Le droit à la portabilité des données :
Le droit à la portabilité rend possible pour le candidat de récupérer une partie de ses informations dans un format lisible par une machine (CNIL).

III. RGPD : les sanctions envisageables dans le cadre du recrutement.

Les professionnels du recrutement doivent respecter le RGPD. Le non-respect de ces droits peut en effet entraîner des répercussions négatives pour l’entreprise, telles que des sanctions financières mais aussi pénales ainsi qu’une perte de confiance des candidats.

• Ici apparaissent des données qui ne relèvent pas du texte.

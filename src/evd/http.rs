//! HTTP front end of [`EvdService`]
//!
//! Bodies are framed protocol messages (`application/octet-stream`). Error
//! replies keep the framing and map their kind onto the status code.

use std::sync::Arc;

use axum::{
    body::Bytes,
    extract::{DefaultBodyLimit, Path, State},
    http::{header, StatusCode},
    response::{IntoResponse, Response},
    routing::{delete, get, post, MethodRouter},
    Json, Router,
};
use serde::Serialize;
use tracing::warn;

use crate::error::{validation_err, ErrorKind};

use super::protocol::{decode_message, encode_message, OpCode, Reply, Request};
use super::service::EvdService;

#[derive(Serialize)]
struct HealthResponse {
    status: String,
    version: String,
    degree: usize,
    collections: usize,
}

/// Router with every collection endpoint.
///
/// Key uploads run to hundreds of megabytes at production degree, so the
/// default body limit is lifted.
pub fn router(service: Arc<EvdService>) -> Router {
    Router::new()
        .route("/health", get(health_check))
        .route("/collections/setup", endpoint(OpCode::Setup))
        .route("/collections/insert", endpoint(OpCode::Insert))
        .route("/collections/query", endpoint(OpCode::Query))
        .route("/collections/query_ptxt", endpoint(OpCode::QueryPlain))
        .route("/collections/retrieve", endpoint(OpCode::Retrieve))
        .route("/collections/pir_retrieve", endpoint(OpCode::PirRetrieve))
        .route("/collections/:name", delete(drop_collection))
        .route("/terminate", endpoint(OpCode::Terminate))
        .layer(DefaultBodyLimit::disable())
        .with_state(service)
}

fn endpoint(op: OpCode) -> MethodRouter<Arc<EvdService>> {
    post(move |state: State<Arc<EvdService>>, body: Bytes| framed(state, body, op))
}

/// Status code for a reply
pub fn status_for(reply: &Reply) -> StatusCode {
    match reply {
        Reply::Error { kind, .. } => match kind {
            ErrorKind::Validation => StatusCode::BAD_REQUEST,
            ErrorKind::Resource => StatusCode::NOT_FOUND,
            ErrorKind::CryptoState => StatusCode::CONFLICT,
            ErrorKind::Network => StatusCode::INTERNAL_SERVER_ERROR,
        },
        _ => StatusCode::OK,
    }
}

async fn health_check(State(service): State<Arc<EvdService>>) -> Json<HealthResponse> {
    Json(HealthResponse {
        status: "ok".to_string(),
        version: env!("CARGO_PKG_VERSION").to_string(),
        degree: service.params().degree,
        collections: service.collection_count(),
    })
}

async fn framed(State(service): State<Arc<EvdService>>, body: Bytes, op: OpCode) -> Response {
    let degree = service.params().degree;
    let reply = match decode_message::<Request>(&body, degree) {
        Ok(request) if request.op() != op => Reply::from(validation_err!(
            "{:?} request sent to the {:?} endpoint",
            request.op(),
            op
        )),
        Ok(request) => run(service, request).await,
        Err(err) => Reply::from(err),
    };
    respond(&reply, degree)
}

async fn drop_collection(
    State(service): State<Arc<EvdService>>,
    Path(name): Path<String>,
    body: Bytes,
) -> Response {
    let degree = service.params().degree;
    let reply = match decode_message::<Request>(&body, degree) {
        Ok(Request::DropCollection { name: framed_name }) if framed_name == name => {
            run(service, Request::DropCollection { name }).await
        }
        Ok(_) => Reply::from(validation_err!("body does not drop collection {:?}", name)),
        Err(err) => Reply::from(err),
    };
    respond(&reply, degree)
}

async fn run(service: Arc<EvdService>, request: Request) -> Reply {
    tokio::task::spawn_blocking(move || service.handle(request))
        .await
        .unwrap_or_else(|e| {
            warn!("request handler panicked: {}", e);
            Reply::Error {
                kind: ErrorKind::Network,
                message: "request handler failed".to_string(),
            }
        })
}

fn respond(reply: &Reply, degree: usize) -> Response {
    match encode_message(reply, degree) {
        Ok(bytes) => (
            status_for(reply),
            [(header::CONTENT_TYPE, "application/octet-stream")],
            bytes,
        )
            .into_response(),
        Err(e) => {
            warn!("failed to encode reply: {}", e);
            StatusCode::INTERNAL_SERVER_ERROR.into_response()
        }
    }
}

Les sanctions financières.
Le RGPD prévoit que « toute personne ayant subi un dommage matériel ou moral du fait d’une violation du présent règlement a le droit d’obtenir du responsable du traitement ou du sous-traitant réparation du préjudice subi » (art. 82). Dans le cas où cette réparation ne serait pas effectuée, c’est aux autorités de contrôle nationales de veiller au respect du RGPD en imposant des amendes administratives (article 83). En France, c’est à la CNIL que revient cette responsabilité. En fonction de la nature et la gravité des faits, la CNIL a tout pouvoir pour imposer des amendes qui peuvent monter à 20 millions d’euros ou 4% du CA annuel mondial si la violation concerne les droits des personnes, un non-respect du consentement ou en cas de transfert non autorisé de données personnelles en dehors de l’Union Européenne.

Les sanctions pénales.
Outre, la protection des données personnelles assurée par la loi Informatique et Libertés de 1978 et règlement européen sur la protection des données (RGPD), les articles 226-16 et suivants du Code code pénal prohibe également le fait, par toute personne qui détient des données, de détourner ces informations de leur finalité. Le 15 juin 2021, le tribunal correctionnel de Versailles a condamné Ikea France au paiement d’une amende de 1 million d’euros et au versement de 300 000 euros de dommages et intérêts aux parties civiles. En janvier 2023, un ancien dirigeant de la filiale française, a vu sa peine réduite en appel à quatre mois de prison avec sursis et 20 000 € d’amende, pour “complicité de collecte de données personnelles”. Des centaines d’employés, entre 2009 et 2012, avaient été passés au crible, leur patrimoine, vie privée et antécédents judiciaires scrupuleusement épluchés.

Le risque d’image.
L’amende ou la condamnation pénale n’est pas forcément la sanction appliquée immédiatement par l’autorité compétente. La CNIL peut également prononcer des mesures alternatives comme la publication des sanctions au regard de la gravité du manquement en cause. On notera également que la régulation des relations numériques s’appuie de plus en plus sur la capacité nouvelle de l’individu à faire ses propres jugements et à s’associer volontairement pour les défendre avec des plateformes comme GlassDoor. Alors que l’image de marque de l’employeur est la clé du succès en matière de recrutement, la manière dont les réseaux sociaux se transforment parfois en jury populaire montre le « Name and Shame » peut être autrement plus coûteux pour l’entreprise qu’une sanction pécuniaire.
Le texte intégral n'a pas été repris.